Naturally, then, Anakin marries Padme and tries to kill Obi-Wan. The tragedy of Oedipus reaches its terrible conclusion.

Fast-forward some 20 years later and Luke, Anakin’s son, finds himself in a similar predicament. Luke is captivated by the hologram of Princess Leia Organa, dressed in a virginally white gown and begging for assistance. Here we have a very literal case of Anima projection, with the maiden being held captive by the demonic father-figure of Darth Vader.

Luke's first glimpse of Leia, his Anima, embodied

Luke's first glimpse of Leia, his Anima, embodied

Luke, of course, learns over the course of two more movies that Vader is his father and Leia is his sister. Furthermore, she is his only connection to Mother — Anakin was the boy without a father; Luke, the boy without a mother. Lightsabers clash once more between father and son, again over the affections of the mother-figure.

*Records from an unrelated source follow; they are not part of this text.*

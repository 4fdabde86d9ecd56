//! Property-based tests for simulation and scheduling using proptest
//!
//! These verify the set-simulation termination bounds and round-robin
//! completeness across randomized inputs and seeds.

use proptest::prelude::*;
use rand::SeedableRng;
use rand::rngs::StdRng;
use std::collections::BTreeSet;
use uuid::Uuid;

use beach_volley::game::entities::TeamId;
use beach_volley::game::simulation::simulate_set;
use beach_volley::tournament::models::TournamentConfig;
use beach_volley::tournament::scheduler::generate_groups;

fn config(max_points: u32, tie_break_points: u32) -> TournamentConfig {
    TournamentConfig {
        max_points,
        tie_break_points,
        ..TournamentConfig::default()
    }
}

proptest! {
    #[test]
    fn test_simulate_set_always_terminates_in_bounds(
        seed in any::<u64>(),
        max_points in 11u32..=30,
        tie_break_points in 11u32..=25,
        tie_break in any::<bool>(),
    ) {
        let cfg = config(max_points, tie_break_points);
        let mut rng = StdRng::seed_from_u64(seed);
        let (p1, p2) = simulate_set(&mut rng, &cfg, tie_break);

        let target = if tie_break { tie_break_points } else { max_points };
        let (hi, lo) = if p1 > p2 { (p1, p2) } else { (p2, p1) };
        prop_assert!(hi > lo, "a set can't end tied: {}-{}", p1, p2);
        prop_assert!(
            (hi >= target && hi - lo >= 2) || hi == target + 6,
            "invalid terminal score {}-{} for target {}",
            p1, p2, target
        );
        prop_assert!(hi <= target + 6, "deuce cap exceeded: {}-{}", p1, p2);
    }

    #[test]
    fn test_single_group_round_robin_is_complete(
        seed in any::<u64>(),
        n in 2usize..=12,
    ) {
        let teams: Vec<TeamId> = (0..n).map(|_| Uuid::new_v4()).collect();
        let mut rng = StdRng::seed_from_u64(seed);
        let groups = generate_groups(&mut rng, &teams, 1, true);

        prop_assert_eq!(groups.len(), 1);
        prop_assert_eq!(groups[0].matches.len(), n * (n - 1) / 2);

        // Each unordered pair of teams appears exactly once.
        let mut pairs = BTreeSet::new();
        for m in &groups[0].matches {
            prop_assert_ne!(m.team1, m.team2);
            let key = if m.team1 < m.team2 {
                (m.team1, m.team2)
            } else {
                (m.team2, m.team1)
            };
            prop_assert!(pairs.insert(key), "pair generated twice");
        }
        prop_assert_eq!(pairs.len(), n * (n - 1) / 2);
    }

    #[test]
    fn test_partitioned_groups_cover_all_teams(
        seed in any::<u64>(),
        n in 4usize..=16,
        num_groups in 2usize..=4,
    ) {
        let teams: Vec<TeamId> = (0..n).map(|_| Uuid::new_v4()).collect();
        let mut rng = StdRng::seed_from_u64(seed);
        let groups = generate_groups(&mut rng, &teams, num_groups, false);

        prop_assert_eq!(groups.len(), num_groups);
        let dealt: Vec<TeamId> = groups.iter().flat_map(|g| g.teams.iter().copied()).collect();
        let unique: BTreeSet<TeamId> = dealt.iter().copied().collect();
        prop_assert_eq!(dealt.len(), n, "every team dealt exactly once");
        prop_assert_eq!(unique.len(), n);

        // Each group holds its own full round robin.
        for group in &groups {
            let k = group.teams.len();
            prop_assert_eq!(group.matches.len(), k * k.saturating_sub(1) / 2);
        }
    }
}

Yet Luke succeeds where Anakin failed. Anakin’s vice was attachment: the proclivity not to love the other person but to own them; Luke, on the other hand, was a man of compassion, loving the other person out of respect for their humanity, not out of a selfish desire to have them love him back.

In the end, Luke is able to both accept and grow beyond his Oedipal fixations. He recognises Leia not as a object of desire but as his female counterpart. Once we own the Anima as a part of our own psyches, it turns from a jealous desire into the creative force of life itself. It is that which connects us to the larger spiritual world.